[Saved entries]
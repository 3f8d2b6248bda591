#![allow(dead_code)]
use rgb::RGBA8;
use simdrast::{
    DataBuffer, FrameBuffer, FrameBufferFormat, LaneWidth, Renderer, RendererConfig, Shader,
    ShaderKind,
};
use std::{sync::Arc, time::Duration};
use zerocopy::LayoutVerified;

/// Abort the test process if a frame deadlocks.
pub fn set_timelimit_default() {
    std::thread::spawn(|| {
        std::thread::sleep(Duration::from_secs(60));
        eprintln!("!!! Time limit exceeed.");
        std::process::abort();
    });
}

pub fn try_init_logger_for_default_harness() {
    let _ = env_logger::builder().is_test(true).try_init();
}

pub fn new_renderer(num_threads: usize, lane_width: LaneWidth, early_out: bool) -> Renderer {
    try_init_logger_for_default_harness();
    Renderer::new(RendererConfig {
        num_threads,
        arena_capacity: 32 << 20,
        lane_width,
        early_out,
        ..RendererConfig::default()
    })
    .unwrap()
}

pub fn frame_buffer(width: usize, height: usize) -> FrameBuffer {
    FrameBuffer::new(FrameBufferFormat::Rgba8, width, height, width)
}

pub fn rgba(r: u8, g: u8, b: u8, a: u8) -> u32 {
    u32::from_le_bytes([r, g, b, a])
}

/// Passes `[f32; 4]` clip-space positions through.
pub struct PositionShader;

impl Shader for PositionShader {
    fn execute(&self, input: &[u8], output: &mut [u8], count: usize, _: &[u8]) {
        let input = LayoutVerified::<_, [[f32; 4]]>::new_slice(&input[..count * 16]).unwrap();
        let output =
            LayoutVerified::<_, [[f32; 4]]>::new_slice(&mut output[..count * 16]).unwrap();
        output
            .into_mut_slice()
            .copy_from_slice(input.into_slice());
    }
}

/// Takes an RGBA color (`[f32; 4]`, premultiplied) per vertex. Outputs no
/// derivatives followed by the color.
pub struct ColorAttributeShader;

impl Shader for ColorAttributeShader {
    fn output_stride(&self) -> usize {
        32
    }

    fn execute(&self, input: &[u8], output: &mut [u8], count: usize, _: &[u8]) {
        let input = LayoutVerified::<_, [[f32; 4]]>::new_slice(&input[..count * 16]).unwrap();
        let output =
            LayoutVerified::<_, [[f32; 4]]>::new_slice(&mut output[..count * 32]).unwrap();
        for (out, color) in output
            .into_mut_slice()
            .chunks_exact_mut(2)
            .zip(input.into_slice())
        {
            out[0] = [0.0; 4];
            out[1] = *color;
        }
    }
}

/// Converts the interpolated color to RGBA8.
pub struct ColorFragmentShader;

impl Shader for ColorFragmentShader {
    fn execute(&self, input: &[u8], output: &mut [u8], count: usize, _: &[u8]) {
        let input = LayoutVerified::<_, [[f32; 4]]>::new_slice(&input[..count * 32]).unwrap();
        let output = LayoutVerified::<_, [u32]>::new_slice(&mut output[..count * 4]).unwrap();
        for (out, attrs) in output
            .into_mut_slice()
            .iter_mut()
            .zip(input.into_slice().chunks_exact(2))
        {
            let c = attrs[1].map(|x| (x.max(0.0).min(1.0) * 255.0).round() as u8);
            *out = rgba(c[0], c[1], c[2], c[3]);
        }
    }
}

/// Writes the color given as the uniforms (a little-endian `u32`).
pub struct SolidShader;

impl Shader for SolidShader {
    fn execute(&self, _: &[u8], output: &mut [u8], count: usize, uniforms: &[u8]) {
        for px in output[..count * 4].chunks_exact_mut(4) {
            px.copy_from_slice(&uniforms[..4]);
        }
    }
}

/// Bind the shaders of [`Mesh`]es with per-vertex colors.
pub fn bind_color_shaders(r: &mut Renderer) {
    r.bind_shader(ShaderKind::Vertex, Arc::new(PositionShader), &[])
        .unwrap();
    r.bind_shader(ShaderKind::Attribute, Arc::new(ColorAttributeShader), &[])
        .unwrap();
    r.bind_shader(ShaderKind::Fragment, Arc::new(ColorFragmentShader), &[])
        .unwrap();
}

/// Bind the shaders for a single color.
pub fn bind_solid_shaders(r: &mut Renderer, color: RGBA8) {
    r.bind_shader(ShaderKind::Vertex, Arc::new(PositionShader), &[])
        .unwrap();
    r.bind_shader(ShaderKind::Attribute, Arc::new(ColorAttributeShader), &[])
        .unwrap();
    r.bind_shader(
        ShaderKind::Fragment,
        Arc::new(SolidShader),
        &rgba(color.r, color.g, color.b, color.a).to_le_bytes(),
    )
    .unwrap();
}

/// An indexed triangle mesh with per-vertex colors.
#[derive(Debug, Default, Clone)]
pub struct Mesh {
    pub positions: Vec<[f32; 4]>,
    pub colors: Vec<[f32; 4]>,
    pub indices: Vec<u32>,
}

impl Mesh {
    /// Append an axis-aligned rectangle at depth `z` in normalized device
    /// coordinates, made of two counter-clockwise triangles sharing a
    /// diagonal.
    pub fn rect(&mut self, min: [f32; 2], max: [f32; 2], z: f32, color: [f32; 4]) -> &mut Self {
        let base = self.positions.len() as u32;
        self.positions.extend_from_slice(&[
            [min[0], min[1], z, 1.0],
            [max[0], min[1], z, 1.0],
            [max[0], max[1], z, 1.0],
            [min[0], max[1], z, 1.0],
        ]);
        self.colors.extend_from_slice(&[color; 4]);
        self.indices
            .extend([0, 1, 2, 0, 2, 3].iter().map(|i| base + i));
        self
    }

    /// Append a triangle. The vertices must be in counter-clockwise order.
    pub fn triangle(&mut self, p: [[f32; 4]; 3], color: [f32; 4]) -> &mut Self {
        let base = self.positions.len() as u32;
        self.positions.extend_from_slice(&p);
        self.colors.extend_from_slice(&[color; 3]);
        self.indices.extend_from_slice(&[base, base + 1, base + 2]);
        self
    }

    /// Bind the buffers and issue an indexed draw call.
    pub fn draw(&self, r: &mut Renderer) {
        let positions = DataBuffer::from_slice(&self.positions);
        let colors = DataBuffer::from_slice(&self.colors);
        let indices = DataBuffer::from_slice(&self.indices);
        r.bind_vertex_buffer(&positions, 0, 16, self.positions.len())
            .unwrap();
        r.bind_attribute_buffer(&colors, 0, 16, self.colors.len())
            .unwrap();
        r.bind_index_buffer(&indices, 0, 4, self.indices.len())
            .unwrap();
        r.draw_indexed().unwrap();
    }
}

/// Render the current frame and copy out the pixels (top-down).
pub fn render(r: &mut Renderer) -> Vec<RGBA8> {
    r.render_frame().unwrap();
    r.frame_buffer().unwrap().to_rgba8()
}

--

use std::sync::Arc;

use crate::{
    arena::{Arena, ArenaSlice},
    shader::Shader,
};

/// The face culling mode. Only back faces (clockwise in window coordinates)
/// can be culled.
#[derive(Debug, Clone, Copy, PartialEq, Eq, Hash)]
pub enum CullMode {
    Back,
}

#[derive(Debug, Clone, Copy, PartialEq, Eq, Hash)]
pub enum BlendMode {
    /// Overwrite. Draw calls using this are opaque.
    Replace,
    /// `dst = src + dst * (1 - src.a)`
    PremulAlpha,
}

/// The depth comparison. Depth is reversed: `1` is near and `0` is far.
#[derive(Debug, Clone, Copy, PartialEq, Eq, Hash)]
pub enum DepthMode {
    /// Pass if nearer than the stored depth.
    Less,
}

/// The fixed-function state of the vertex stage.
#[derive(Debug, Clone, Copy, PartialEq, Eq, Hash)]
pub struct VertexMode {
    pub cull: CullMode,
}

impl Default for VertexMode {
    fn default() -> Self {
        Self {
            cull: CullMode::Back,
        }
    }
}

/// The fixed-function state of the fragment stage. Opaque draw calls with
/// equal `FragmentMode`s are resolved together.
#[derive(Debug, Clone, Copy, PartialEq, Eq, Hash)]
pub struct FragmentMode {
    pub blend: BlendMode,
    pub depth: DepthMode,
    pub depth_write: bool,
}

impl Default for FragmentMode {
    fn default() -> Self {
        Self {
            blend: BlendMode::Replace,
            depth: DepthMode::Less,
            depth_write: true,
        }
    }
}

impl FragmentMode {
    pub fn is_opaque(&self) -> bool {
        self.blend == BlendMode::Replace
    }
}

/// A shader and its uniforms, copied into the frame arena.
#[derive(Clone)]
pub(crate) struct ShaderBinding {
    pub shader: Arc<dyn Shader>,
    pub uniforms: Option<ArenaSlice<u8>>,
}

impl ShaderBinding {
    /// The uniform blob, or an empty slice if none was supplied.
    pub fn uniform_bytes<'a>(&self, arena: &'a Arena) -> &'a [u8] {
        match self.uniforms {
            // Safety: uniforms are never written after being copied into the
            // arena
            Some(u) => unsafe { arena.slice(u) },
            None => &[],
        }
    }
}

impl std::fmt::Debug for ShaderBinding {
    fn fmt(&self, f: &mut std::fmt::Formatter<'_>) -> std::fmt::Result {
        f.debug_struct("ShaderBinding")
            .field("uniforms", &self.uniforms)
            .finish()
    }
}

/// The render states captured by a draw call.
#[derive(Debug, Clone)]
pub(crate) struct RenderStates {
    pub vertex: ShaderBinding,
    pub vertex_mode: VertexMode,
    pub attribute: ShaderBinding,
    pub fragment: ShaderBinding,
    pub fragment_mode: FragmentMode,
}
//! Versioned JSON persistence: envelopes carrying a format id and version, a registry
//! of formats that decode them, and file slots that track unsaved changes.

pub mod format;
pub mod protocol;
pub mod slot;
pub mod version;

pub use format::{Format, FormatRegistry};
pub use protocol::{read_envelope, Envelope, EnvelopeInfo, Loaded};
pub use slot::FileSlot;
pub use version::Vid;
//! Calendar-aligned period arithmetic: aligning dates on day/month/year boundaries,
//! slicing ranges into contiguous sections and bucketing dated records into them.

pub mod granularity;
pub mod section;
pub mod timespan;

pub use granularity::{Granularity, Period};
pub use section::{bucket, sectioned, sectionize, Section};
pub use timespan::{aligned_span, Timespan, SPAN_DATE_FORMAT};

---

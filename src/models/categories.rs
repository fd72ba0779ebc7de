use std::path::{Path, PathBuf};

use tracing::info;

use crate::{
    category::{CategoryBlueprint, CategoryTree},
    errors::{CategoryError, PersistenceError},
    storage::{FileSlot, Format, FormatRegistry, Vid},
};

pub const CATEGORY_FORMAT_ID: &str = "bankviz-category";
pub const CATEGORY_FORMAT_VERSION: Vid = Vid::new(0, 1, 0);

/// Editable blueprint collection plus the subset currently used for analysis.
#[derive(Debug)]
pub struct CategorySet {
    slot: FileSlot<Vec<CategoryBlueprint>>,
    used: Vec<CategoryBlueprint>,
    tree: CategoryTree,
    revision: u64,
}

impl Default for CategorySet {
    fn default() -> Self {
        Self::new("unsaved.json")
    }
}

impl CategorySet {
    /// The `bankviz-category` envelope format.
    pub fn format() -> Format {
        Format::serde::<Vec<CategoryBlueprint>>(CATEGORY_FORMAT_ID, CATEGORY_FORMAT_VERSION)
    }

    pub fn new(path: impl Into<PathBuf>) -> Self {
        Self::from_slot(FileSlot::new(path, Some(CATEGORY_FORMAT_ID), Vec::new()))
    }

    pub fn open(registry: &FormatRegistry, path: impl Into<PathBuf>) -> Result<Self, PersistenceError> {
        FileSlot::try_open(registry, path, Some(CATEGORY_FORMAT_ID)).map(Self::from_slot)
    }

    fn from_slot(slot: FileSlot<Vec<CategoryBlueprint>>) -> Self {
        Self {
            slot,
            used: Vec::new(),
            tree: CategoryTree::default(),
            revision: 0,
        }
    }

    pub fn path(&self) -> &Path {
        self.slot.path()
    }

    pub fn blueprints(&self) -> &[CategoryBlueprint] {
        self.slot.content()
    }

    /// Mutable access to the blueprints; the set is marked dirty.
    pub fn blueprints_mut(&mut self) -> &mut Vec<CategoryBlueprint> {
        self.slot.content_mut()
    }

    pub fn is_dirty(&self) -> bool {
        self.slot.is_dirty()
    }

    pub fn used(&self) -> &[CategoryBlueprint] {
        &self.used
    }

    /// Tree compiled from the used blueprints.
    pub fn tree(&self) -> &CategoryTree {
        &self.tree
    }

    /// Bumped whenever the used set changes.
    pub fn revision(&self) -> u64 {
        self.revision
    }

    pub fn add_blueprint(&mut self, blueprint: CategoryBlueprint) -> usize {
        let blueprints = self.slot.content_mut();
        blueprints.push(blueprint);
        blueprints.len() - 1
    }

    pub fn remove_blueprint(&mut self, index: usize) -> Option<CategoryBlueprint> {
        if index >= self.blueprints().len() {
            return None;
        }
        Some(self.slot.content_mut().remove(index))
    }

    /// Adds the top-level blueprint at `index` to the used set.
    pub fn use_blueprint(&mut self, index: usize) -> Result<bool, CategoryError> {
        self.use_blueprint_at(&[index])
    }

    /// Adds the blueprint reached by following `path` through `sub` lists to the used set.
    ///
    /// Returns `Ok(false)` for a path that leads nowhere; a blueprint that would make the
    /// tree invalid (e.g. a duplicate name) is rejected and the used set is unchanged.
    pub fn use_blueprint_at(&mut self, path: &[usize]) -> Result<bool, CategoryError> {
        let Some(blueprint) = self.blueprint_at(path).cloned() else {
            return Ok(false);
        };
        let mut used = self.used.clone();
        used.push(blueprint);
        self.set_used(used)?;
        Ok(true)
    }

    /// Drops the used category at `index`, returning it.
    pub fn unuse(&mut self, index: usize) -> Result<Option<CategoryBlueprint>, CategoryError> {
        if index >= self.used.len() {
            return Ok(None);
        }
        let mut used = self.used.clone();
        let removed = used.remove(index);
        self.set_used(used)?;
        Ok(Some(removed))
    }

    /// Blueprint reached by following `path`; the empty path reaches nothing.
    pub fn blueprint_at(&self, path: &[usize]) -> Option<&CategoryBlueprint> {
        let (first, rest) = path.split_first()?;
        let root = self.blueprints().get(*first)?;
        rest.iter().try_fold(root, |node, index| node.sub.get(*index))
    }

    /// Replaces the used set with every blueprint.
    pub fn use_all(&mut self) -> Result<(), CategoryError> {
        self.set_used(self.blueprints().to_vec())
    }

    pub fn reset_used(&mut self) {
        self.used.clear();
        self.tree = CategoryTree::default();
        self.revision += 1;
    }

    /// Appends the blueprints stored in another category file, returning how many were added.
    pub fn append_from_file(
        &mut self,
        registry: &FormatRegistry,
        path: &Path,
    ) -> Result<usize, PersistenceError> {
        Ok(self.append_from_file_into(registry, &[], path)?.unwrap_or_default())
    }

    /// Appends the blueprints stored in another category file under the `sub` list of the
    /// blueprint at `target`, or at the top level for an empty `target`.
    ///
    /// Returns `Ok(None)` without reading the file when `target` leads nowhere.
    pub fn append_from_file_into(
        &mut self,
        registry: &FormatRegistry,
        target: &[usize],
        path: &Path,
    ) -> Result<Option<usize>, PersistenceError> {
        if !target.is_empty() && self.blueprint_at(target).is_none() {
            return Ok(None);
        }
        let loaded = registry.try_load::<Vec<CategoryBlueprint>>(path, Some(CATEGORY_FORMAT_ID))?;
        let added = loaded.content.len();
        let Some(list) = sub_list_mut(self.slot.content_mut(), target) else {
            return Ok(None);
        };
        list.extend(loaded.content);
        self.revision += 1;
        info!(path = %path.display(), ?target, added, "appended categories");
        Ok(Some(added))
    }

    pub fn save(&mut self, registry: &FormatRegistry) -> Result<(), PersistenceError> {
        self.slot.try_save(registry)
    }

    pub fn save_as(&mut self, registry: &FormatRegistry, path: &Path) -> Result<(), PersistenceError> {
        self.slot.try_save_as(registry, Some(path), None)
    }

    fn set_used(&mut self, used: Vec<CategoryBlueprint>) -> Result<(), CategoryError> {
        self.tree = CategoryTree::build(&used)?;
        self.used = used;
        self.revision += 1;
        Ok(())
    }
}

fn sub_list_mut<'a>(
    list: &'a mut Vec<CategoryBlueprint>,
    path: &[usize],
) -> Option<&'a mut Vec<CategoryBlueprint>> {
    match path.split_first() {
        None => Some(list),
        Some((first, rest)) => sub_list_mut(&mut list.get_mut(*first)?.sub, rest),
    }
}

» **WHAT YOU NEED TO DO**
How many lines in the entries include the string "fixed"? Answer with the number alone.

» **YOUR RESPONSE**
2